Serdar Sağlamtunç / FCSI

Salgın sonrası ve olası tehditler

Salgın sonrası ve olası tehditler

Meslek grupları içinde kırılgan ve nazik olarak tanımlanan iki sektör turizm ve sağlık olarak bilinir. Her iki gruba genel tanımlama ve iş yapma tarzlarını ele alarak bazı detaylı çıramlar yapılması olanaklı hale gelebilir. Burada şu soru öne çıkabilir; Peki, nedir bu kırılgan yapı?

Turizm kısa süreli ve tek seferlik hizmet pazarlaması kabul edilir. Çünkü aynı müşterinin her sene veya farklı yıllarda aynı tesise sürekli gelme olasılığı oldukça düşüktür. Bu perspektiften bakınca tek seferlik memnuniyet oluşturacak hizmet şartlarına uygun tedbirler alınması önem kazanmaktadır. Müşteri deneyimini keyifli bir hatıra şekline dönüştürecek süslerle bezeyerek kalış süresinde konaklama ile yiyecek ve içecek kısımlarında sunulan hizmet şekli oldukça önemlidir. Eğer bu aşamalar içinde herhangi bir yerde olası bir olumlu olmayan durum birdenbire müşterinin memnuniyetsizliğini ortaya çıkartacak etkiye sahiptir. İşte kırılgan ve nazik durum buradan ortaya çıkmaktadır.

Sağlık sektörü yine kısa süreli bir hizmet tanımına sahiptir. Bir farkla burada tesiste kalış süresi içinde oluşacak olası bir olumsuz durum veya hata, telafi edilemeyecek sonuçlara gebedir. Bunun yanında iyileşme için tesiste kalış sürecinde normal bir insan gereksinimlerinden farklılık olabilir. Bu ise sağlık çalışanları ile hasta arasında öngörülemeyen sorunlara gebedir. İşin bu kısmı genelde dikkate alınmaz ve altın yumurtalayan kaz beklenir.

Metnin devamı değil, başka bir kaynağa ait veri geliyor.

// src/lib.rs
pub mod types;
pub mod errors;
pub mod segment;
pub mod seq_id;
pub mod aggregate;
pub mod table;
pub mod fasta;
pub mod classifier;
pub mod pipeline;

use std::path::{Path, PathBuf};

pub use crate::aggregate::{aggregate_genomes, aggregate_genomes_by_model, aggregate_sequences};
pub use crate::classifier::{BatchedClassifier, Classifier, CommandClassifier};
pub use crate::errors::{AmrError, Result};
pub use crate::pipeline::{
    run, run_to_files, GenomeSource, PipelineConfig, PipelineOutputs, PipelineResult,
    ProgressObserver, RunSummary, Stage,
};
pub use crate::segment::{segment, SegmentConfig};
pub use crate::seq_id::{genomic_file_id, parse as parse_segment_id, ParsedId};
pub use crate::types::{AggregatedRow, Call, PredictionRow, Probabilities, Segment, Sequence};

use crate::table::{read_scored_table, render_aggregated, write_atomic_all, Delimiter, TableKind};

/// Options for aggregating an existing prediction (or sequence-level) table.
#[derive(Debug, Clone, PartialEq)]
pub struct TableAggregationOptions {
    pub threshold: f64,
    pub sequence_output: Option<PathBuf>,
    pub genome_output: Option<PathBuf>,
    pub genome_source: GenomeSource,
    /// Output delimiter; derived from each output file name when unset
    pub delimiter: Option<Delimiter>,
}

impl Default for TableAggregationOptions {
    fn default() -> Self {
        Self {
            threshold: 0.5,
            sequence_output: None,
            genome_output: None,
            genome_source: GenomeSource::Sequences,
            delimiter: None,
        }
    }
}

/// Structured results of [`aggregate_table`]; tables are rendered on demand.
#[derive(Debug, Clone, Default, PartialEq)]
pub struct TableAggregation {
    pub input_rows: usize,
    pub sequence_rows: Option<Vec<AggregatedRow>>,
    pub genome_rows: Option<Vec<AggregatedRow>>,
    pub unparsed_ids: usize,
    pub genome_dropped_rows: usize,
}

fn validate_threshold(threshold: f64) -> Result<()> {
    let cfg = PipelineConfig {
        threshold,
        ..PipelineConfig::default()
    };
    cfg.validate()
}

fn output_delimiter(explicit: Option<Delimiter>, path: &Path) -> Delimiter {
    explicit.unwrap_or_else(|| Delimiter::for_output(path))
}

/// Aggregate a table written by an external classifier run.
///
/// A per-segment table is folded to sequence level (written when
/// `sequence_output` is set) and optionally on to genome level. A table that
/// is already sequence-level only goes through the genome step.
pub fn aggregate_table<P: AsRef<Path>>(
    input: P,
    options: &TableAggregationOptions,
) -> Result<TableAggregation> {
    validate_threshold(options.threshold)?;
    let (kind, rows) = read_scored_table(&input)?;
    log::info!(
        "read {} row(s) from {} as {:?}",
        rows.len(),
        input.as_ref().display(),
        kind
    );

    let mut result = TableAggregation {
        input_rows: rows.len(),
        ..TableAggregation::default()
    };

    let sequence_rows = match kind {
        TableKind::Predictions => {
            let agg = aggregate_sequences(&rows, options.threshold);
            result.unparsed_ids = agg.unparsed_ids;
            Some(agg.rows)
        }
        TableKind::Sequences => None,
    };

    if options.genome_output.is_some() {
        let agg = match (&sequence_rows, options.genome_source) {
            (Some(seq_rows), GenomeSource::Sequences) => aggregate_genomes(seq_rows, options.threshold),
            _ => aggregate_genomes(&rows, options.threshold),
        };
        result.genome_dropped_rows = agg.dropped_rows;
        result.genome_rows = Some(agg.rows);
    }
    result.sequence_rows = sequence_rows;

    let mut files: Vec<(PathBuf, String)> = Vec::new();
    if let (Some(path), Some(rows)) = (&options.sequence_output, &result.sequence_rows) {
        let delim = output_delimiter(options.delimiter, path);
        files.push((path.clone(), render_aggregated(rows, "sequence_id", delim)));
    }
    if let (Some(path), Some(rows)) = (&options.genome_output, &result.genome_rows) {
        let delim = output_delimiter(options.delimiter, path);
        files.push((path.clone(), render_aggregated(rows, "genomic_file", delim)));
    }
    let refs: Vec<(&Path, &str)> = files.iter().map(|(p, b)| (p.as_path(), b.as_str())).collect();
    write_atomic_all(&refs)?;

    Ok(result)
}

/// Merge several classifier runs into one genome-level table with a `model`
/// column. Each run is `(model label, table path)`.
pub fn merge_genome_tables<P: AsRef<Path>>(
    runs: &[(String, P)],
    threshold: f64,
    output: &Path,
    delimiter: Option<Delimiter>,
) -> Result<TableAggregation> {
    validate_threshold(threshold)?;

    let mut loaded = Vec::with_capacity(runs.len());
    let mut input_rows = 0;
    for (model, path) in runs {
        let (_, rows) = read_scored_table(path)?;
        input_rows += rows.len();
        loaded.push((model.clone(), rows));
    }

    let agg = aggregate_genomes_by_model(&loaded, threshold);
    let body = render_aggregated(&agg.rows, "genomic_file", output_delimiter(delimiter, output));
    write_atomic_all(&[(output, body.as_str())])?;

    Ok(TableAggregation {
        input_rows,
        sequence_rows: None,
        genome_rows: Some(agg.rows),
        unparsed_ids: 0,
        genome_dropped_rows: agg.dropped_rows,
    })
}
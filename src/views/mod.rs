//! Derived values the host platform shows for a snapshot.
//!
//! Nothing here touches the network or mutates the snapshot; every view is
//! recomputed from the latest snapshot on demand.

pub mod calendar;

use serde::Serialize;
use std::collections::BTreeMap;

use crate::models::{Record, Snapshot, Student};
use crate::scraper::cleaner::parse_grade_mark;

/// Built-in display names for the dictionary subject keys.
const DEFAULT_SUBJECT_NAMES: &[(&str, &str)] = &[
    ("de", "Deutsch"),
    ("ma", "Mathematik"),
    ("en", "Englisch"),
    ("bio", "Biologie"),
    ("ch", "Chemie"),
    ("ph", "Physik"),
    ("ge", "Geschichte"),
    ("ek", "Erdkunde"),
    ("sp", "Sport"),
    ("mu", "Musik"),
    ("ku", "Kunst"),
    ("inf", "Informatik"),
    ("fr", "Französisch"),
    ("la", "Latein"),
];

// ── Subject names ─────────────────────────────────────────────────────────────

#[derive(Debug, Clone, Default)]
pub struct SubjectNames {
    overrides: BTreeMap<String, String>,
}

impl SubjectNames {
    pub fn new(overrides: BTreeMap<String, String>) -> Self {
        Self { overrides }
    }

    /// Configured name, else the built-in one, else the key upper-cased.
    pub fn display_name(&self, key: &str) -> String {
        if let Some(name) = self.overrides.get(key).filter(|n| !n.trim().is_empty()) {
            return name.clone();
        }
        DEFAULT_SUBJECT_NAMES
            .iter()
            .find(|(k, _)| *k == key)
            .map(|(_, name)| name.to_string())
            .unwrap_or_else(|| key.to_uppercase())
    }
}

// ── Grades ────────────────────────────────────────────────────────────────────

#[derive(Debug, Clone, Copy, PartialEq, Serialize)]
pub struct GradeAverage {
    /// Mean of the valid marks rounded to two decimals, 0 when there are none.
    pub average: f64,
    pub valid_count: usize,
    pub entry_count: usize,
}

/// Average over the `Zensur` column, counting only literal marks 1–6.
pub fn grade_average(entries: &[Record]) -> GradeAverage {
    let marks: Vec<u8> = entries
        .iter()
        .filter_map(|r| parse_grade_mark(r.field("Zensur")))
        .collect();
    let average = if marks.is_empty() {
        0.0
    } else {
        let sum: u32 = marks.iter().map(|&m| u32::from(m)).sum();
        let mean = f64::from(sum) / marks.len() as f64;
        (mean * 100.0).round() / 100.0
    };
    GradeAverage {
        average,
        valid_count: marks.len(),
        entry_count: entries.len(),
    }
}

#[derive(Debug, Clone, PartialEq, Serialize)]
pub struct SubjectGrades {
    pub name: String,
    #[serde(flatten)]
    pub average: GradeAverage,
    pub entries: Vec<Record>,
}

#[derive(Debug, Clone, PartialEq, Serialize)]
pub struct GradesView {
    pub total_entries: usize,
    pub subjects: Vec<String>,
    pub by_subject: BTreeMap<String, SubjectGrades>,
}

impl GradesView {
    pub fn build(snapshot: &Snapshot, names: &SubjectNames) -> Self {
        let by_subject = snapshot
            .grades
            .iter()
            .map(|(key, entries)| {
                let grades = SubjectGrades {
                    name: names.display_name(key),
                    average: grade_average(entries),
                    entries: entries.clone(),
                };
                (key.clone(), grades)
            })
            .collect();
        Self {
            total_entries: snapshot.grade_count(),
            subjects: snapshot.grades.keys().cloned().collect(),
            by_subject,
        }
    }
}

// ── Homework / remarks ────────────────────────────────────────────────────────

/// Count, full list and the first listed entry of a record list.
#[derive(Debug, Clone, PartialEq, Serialize)]
pub struct EntryList {
    pub total_entries: usize,
    pub latest: Option<Record>,
    pub entries: Vec<Record>,
}

impl EntryList {
    pub fn build(entries: &[Record]) -> Self {
        Self {
            total_entries: entries.len(),
            latest: entries.first().cloned(),
            entries: entries.to_vec(),
        }
    }
}

// ── All views ─────────────────────────────────────────────────────────────────

#[derive(Debug, Clone, PartialEq, Serialize)]
pub struct EntityValues {
    pub student: Student,
    pub grades: GradesView,
    pub homework: EntryList,
    pub remarks: EntryList,
}

impl EntityValues {
    pub fn build(snapshot: &Snapshot, names: &SubjectNames) -> Self {
        Self {
            student: snapshot.student.clone(),
            grades: GradesView::build(snapshot, names),
            homework: EntryList::build(&snapshot.homework),
            remarks: EntryList::build(&snapshot.remarks),
        }
    }
}

#[cfg(test)]
mod tests {
    use super::*;

    fn marks(values: &[&str]) -> Vec<Record> {
        values
            .iter()
            .map(|v| [("Datum", "01.09.2025"), ("Zensur", *v)].into_iter().collect())
            .collect()
    }

    #[test]
    fn test_average_ignores_non_numeric_marks() {
        let avg = grade_average(&marks(&["2", "3", "-", "1"]));
        assert_eq!(avg.average, 2.0);
        assert_eq!(avg.valid_count, 3);
        assert_eq!(avg.entry_count, 4);
    }

    #[test]
    fn test_average_without_valid_marks_is_zero() {
        let avg = grade_average(&marks(&["-", "-"]));
        assert_eq!(avg.average, 0.0);
        assert_eq!(avg.valid_count, 0);
        assert_eq!(avg.entry_count, 2);

        let empty = grade_average(&[]);
        assert_eq!(empty.average, 0.0);
        assert_eq!(empty.entry_count, 0);
    }

    #[test]
    fn test_average_rounding_and_case_insensitive_column() {
        let entries: Vec<Record> = ["1", "2", "2"]
            .iter()
            .map(|v| [("zensur", *v)].into_iter().collect())
            .collect();
        assert_eq!(grade_average(&entries).average, 1.67);
        assert_eq!(grade_average(&marks(&["2+", "7", "0"])).valid_count, 0);
    }

    #[test]
    fn test_display_names() {
        let names = SubjectNames::new(BTreeMap::from([
            ("ma".to_string(), "Mathe".to_string()),
            ("xyl".to_string(), "Xylophon".to_string()),
            ("de".to_string(), "  ".to_string()),
        ]));
        assert_eq!(names.display_name("ma"), "Mathe");
        assert_eq!(names.display_name("xyl"), "Xylophon");
        assert_eq!(names.display_name("de"), "Deutsch");
        assert_eq!(names.display_name("bio"), "Biologie");
        assert_eq!(names.display_name("unb"), "UNB");
    }

    #[test]
    fn test_entity_values() {
        let mut snapshot = Snapshot::default();
        snapshot.grades.insert("ma".into(), marks(&["2", "4"]));
        snapshot.grades.insert("bio".into(), Vec::new());
        snapshot.homework = vec![
            [("Datum", "a"), ("Fach", "De")].into_iter().collect(),
            [("Datum", "b"), ("Fach", "Ma")].into_iter().collect(),
        ];

        let values = EntityValues::build(&snapshot, &SubjectNames::default());
        assert_eq!(values.grades.total_entries, 2);
        assert_eq!(values.grades.subjects, vec!["bio", "ma"]);
        assert_eq!(values.grades.by_subject["ma"].average.average, 3.0);

        let bio = &values.grades.by_subject["bio"];
        assert_eq!(bio.name, "Biologie");
        assert_eq!(bio.average.average, 0.0);
        assert_eq!(bio.average.entry_count, 0);

        assert_eq!(values.homework.total_entries, 2);
        assert_eq!(values.homework.latest.as_ref().unwrap().field("Fach"), "De");
        assert_eq!(values.remarks.latest, None);

        let json = serde_json::to_value(&values).unwrap();
        assert_eq!(json["grades"]["by_subject"]["ma"]["valid_count"], 2);
    }
}
//! Home.InfoPoint school portal client.
//!
//! Logs into the portal with a form login, fetches the data page and turns
//! its tables into a [`models::Snapshot`] of grades, homework and remarks.

pub mod config;
pub mod error;
pub mod models;
pub mod pipeline;
pub mod scraper;
pub mod storage;
pub mod utils;
pub mod views;

pub use error::{ParseAmbiguity, PortalError};
pub use models::{Record, Snapshot, Student};
pub use scraper::parsers::parse_snapshot;
pub use scraper::{HomeInfoPointScraper, PortalSource};
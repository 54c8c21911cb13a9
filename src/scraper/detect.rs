//! Login-form symptom detection.
//!
//! The portal has no status endpoint; a page that still carries its login
//! form means the session is not (or no longer) authenticated. Everything
//! that depends on this heuristic goes through [`looks_like_login_page`].

use regex::Regex;
use std::sync::LazyLock;

static LOGIN_FORM_RE: LazyLock<Regex> = LazyLock::new(|| {
    Regex::new(
        r#"(?is)(?:<form[^>]+action=["']?login\.php["']?[^>]*>)|(?:<input[^>]+type=["']?password["']?[^>]*>)"#,
    )
    .expect("valid login form regex")
});

/// True if `body` contains a form posting to `login.php` or a password input.
pub fn looks_like_login_page(body: &str) -> bool {
    LOGIN_FORM_RE.is_match(body)
}
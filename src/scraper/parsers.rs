//! Data page → [`Snapshot`].
//!
//! Every `<table>` on the page is classified by its header row into one of
//! three known shapes; anything else is skipped. Parsing is pure: the same
//! HTML always yields the same snapshot.

use scraper::{ElementRef, Html, Selector};
use std::sync::LazyLock;
use tracing::debug;

use super::cleaner::normalize_ws;
use super::student::extract_student;
use super::subject::{UNKNOWN_SUBJECT, find_subject_label, subject_key};
use crate::error::ParseAmbiguity;
use crate::models::{Record, Snapshot};

static TABLE_SEL: LazyLock<Selector> =
    LazyLock::new(|| Selector::parse("table").expect("valid table selector"));
static ROW_SEL: LazyLock<Selector> =
    LazyLock::new(|| Selector::parse("tr").expect("valid row selector"));
static CELL_SEL: LazyLock<Selector> =
    LazyLock::new(|| Selector::parse("td, th").expect("valid cell selector"));

const GRADE_HEADERS: &[&str] = &["datum", "zensur"];
const HOMEWORK_HEADERS: &[&str] = &["datum", "fach", "hausaufgaben"];
const REMARK_HEADERS: &[&str] = &["datum", "typ", "stunde", "bemerkung"];

// ── Table classification ──────────────────────────────────────────────────────

#[derive(Debug, Clone, Copy, PartialEq, Eq)]
pub enum TableKind {
    Grades,
    Homework,
    Remarks,
    Unrecognized,
}

/// Classify by case-insensitive header membership. Grades are checked first,
/// then homework, then remarks.
pub fn classify(headers: &[String]) -> TableKind {
    let lowered: Vec<String> = headers.iter().map(|h| h.to_lowercase()).collect();
    let has_all = |wanted: &[&str]| wanted.iter().all(|w| lowered.iter().any(|h| h == w));

    if has_all(GRADE_HEADERS) {
        TableKind::Grades
    } else if has_all(HOMEWORK_HEADERS) {
        TableKind::Homework
    } else if has_all(REMARK_HEADERS) {
        TableKind::Remarks
    } else {
        TableKind::Unrecognized
    }
}

/// Rows of `table` that contain at least one `td`/`th`, each cell's text
/// whitespace-normalised.
pub fn table_rows(table: ElementRef) -> Vec<Vec<String>> {
    table
        .select(&ROW_SEL)
        .filter_map(|tr| {
            let cells: Vec<String> = tr
                .select(&CELL_SEL)
                .map(|cell| normalize_ws(&cell.text().collect::<Vec<_>>().join(" ")))
                .collect();
            (!cells.is_empty()).then_some(cells)
        })
        .collect()
}

// ── Facade ────────────────────────────────────────────────────────────────────

#[derive(Debug, Clone, PartialEq, Eq)]
pub struct ParseOutcome {
    pub snapshot: Snapshot,
    pub issues: Vec<ParseAmbiguity>,
}

/// Parse a data page into a snapshot, dropping the diagnostics.
pub fn parse_snapshot(html: &str) -> Snapshot {
    parse_with_diagnostics(html).snapshot
}

/// Parse a data page and report every table or heading that could not be
/// classified or resolved. The issues are also logged at debug level.
pub fn parse_with_diagnostics(html: &str) -> ParseOutcome {
    let doc = Html::parse_document(html);
    let mut snapshot = Snapshot {
        student: extract_student(&doc),
        ..Default::default()
    };
    let mut issues = Vec::new();

    for (index, table) in doc.select(&TABLE_SEL).enumerate() {
        let rows = table_rows(table);
        let Some((headers, data)) = rows.split_first() else {
            issues.push(ParseAmbiguity::EmptyTable { index });
            continue;
        };

        match classify(headers) {
            TableKind::Grades => {
                let label = find_subject_label(table).unwrap_or_else(|| {
                    issues.push(ParseAmbiguity::UnresolvedSubject { index });
                    UNKNOWN_SUBJECT.to_string()
                });
                let key = subject_key(&label);
                debug!("Table #{}: grades for {:?} → {} ({} rows)", index, label, key, data.len());
                // Registered even without data rows: the subject exists.
                let entries = snapshot.grades.entry(key).or_default();
                entries.extend(data.iter().map(|row| Record::from_row(headers, row)));
            }
            TableKind::Homework => {
                debug!("Table #{}: homework ({} rows)", index, data.len());
                snapshot
                    .homework
                    .extend(data.iter().map(|row| Record::from_row(headers, row)));
            }
            TableKind::Remarks => {
                debug!("Table #{}: remarks ({} rows)", index, data.len());
                snapshot
                    .remarks
                    .extend(data.iter().map(|row| Record::from_row(headers, row)));
            }
            TableKind::Unrecognized => issues.push(ParseAmbiguity::UnrecognizedTable {
                index,
                headers: headers.clone(),
            }),
        }
    }

    for issue in &issues {
        debug!("Parse: {}", issue);
    }
    debug!(
        "Parsed snapshot: {} subjects, {} grades, {} homework, {} remarks",
        snapshot.grades.len(),
        snapshot.grade_count(),
        snapshot.homework.len(),
        snapshot.remarks.len()
    );

    ParseOutcome { snapshot, issues }
}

Parasal açıdan bakarsak bu iki sektör en fazla para getirecek özelliklere sahiptir. Turizm ve sağlıkta çevre, gıda güvenliği, genel ve özel hijyen tedbirleri önemli maddeler arasındadır.

Hizmet sektörleri çalışana göre şekillenir ve mutlu işçinin memnun müşteri oluşturacağı bir kuraldır. 2019 yılı sonundan itibaren, salgın ile birlikte, bu kurala yeni bir madde eklenerek, sağlıklı çalışan ve yüksek sağlık şartlarına sahip olan tesis eklenmiştir. Tesisler ve tedbirleri geçen yazılarımda kısmen anlattım. Burada genel bir sağlık uygulamasının turizm için gerekli olduğuna vurgu yapmak gerekiyor. Böylece turizmin önünde iki yaman sorunun olduğunu söylemek abartı olmaz

1. Salgına karşı etkin tedbir almadan turist gelir mi?

2. Yaygın ve etkili yerel önlemler alınmadan sorun çözülebilir mi?

1. Halk sağlığı doğrudan test ve aşı ile paralel gidecek bir teknik konudur. Salgının önce kontrol altına alınması sonra tamamen serbestliğe dönmek için ülkedeki yerleşkelerde yaşayan insan yoğunluğu dikkate alınarak hastane yatak kapasiteleri ve önlemlerin alınması gerekli gibi görünüyor. Eğer bu tedbirler etkili olarak alınabilirse virüse karşı bağışıklık oluşacağı için bunu hayatın normal hale dönmesi takip edecektir. Böylece tesislerin açılması ve hizmetlerin başlaması söz konusudur. Yine de bu sürecin çok iyi yönetilmesi ve alınan etkin tedbirlerin yurt dışı ile şeffaf olarak paylaşılarak güvenli seyahat noktası şekline dönüşmesi sonrasında ciddi rezervasyonlar beklenebilir. Görünen bir gerçek ise bu detaylı ve nispeten zahmetli önlemler alınmadan sanki sihirli bir şekilde turistlerin tesisleri doldurması ham hayali, sektöre büyük zarar verecektir. Sadece konaklama değil yiyecek içecek sektörünün de aynı kapsam içinde ele alınması ile tedbirler ve önlemlerin akılcı, teknik normlara uygun yapılması elzemdir.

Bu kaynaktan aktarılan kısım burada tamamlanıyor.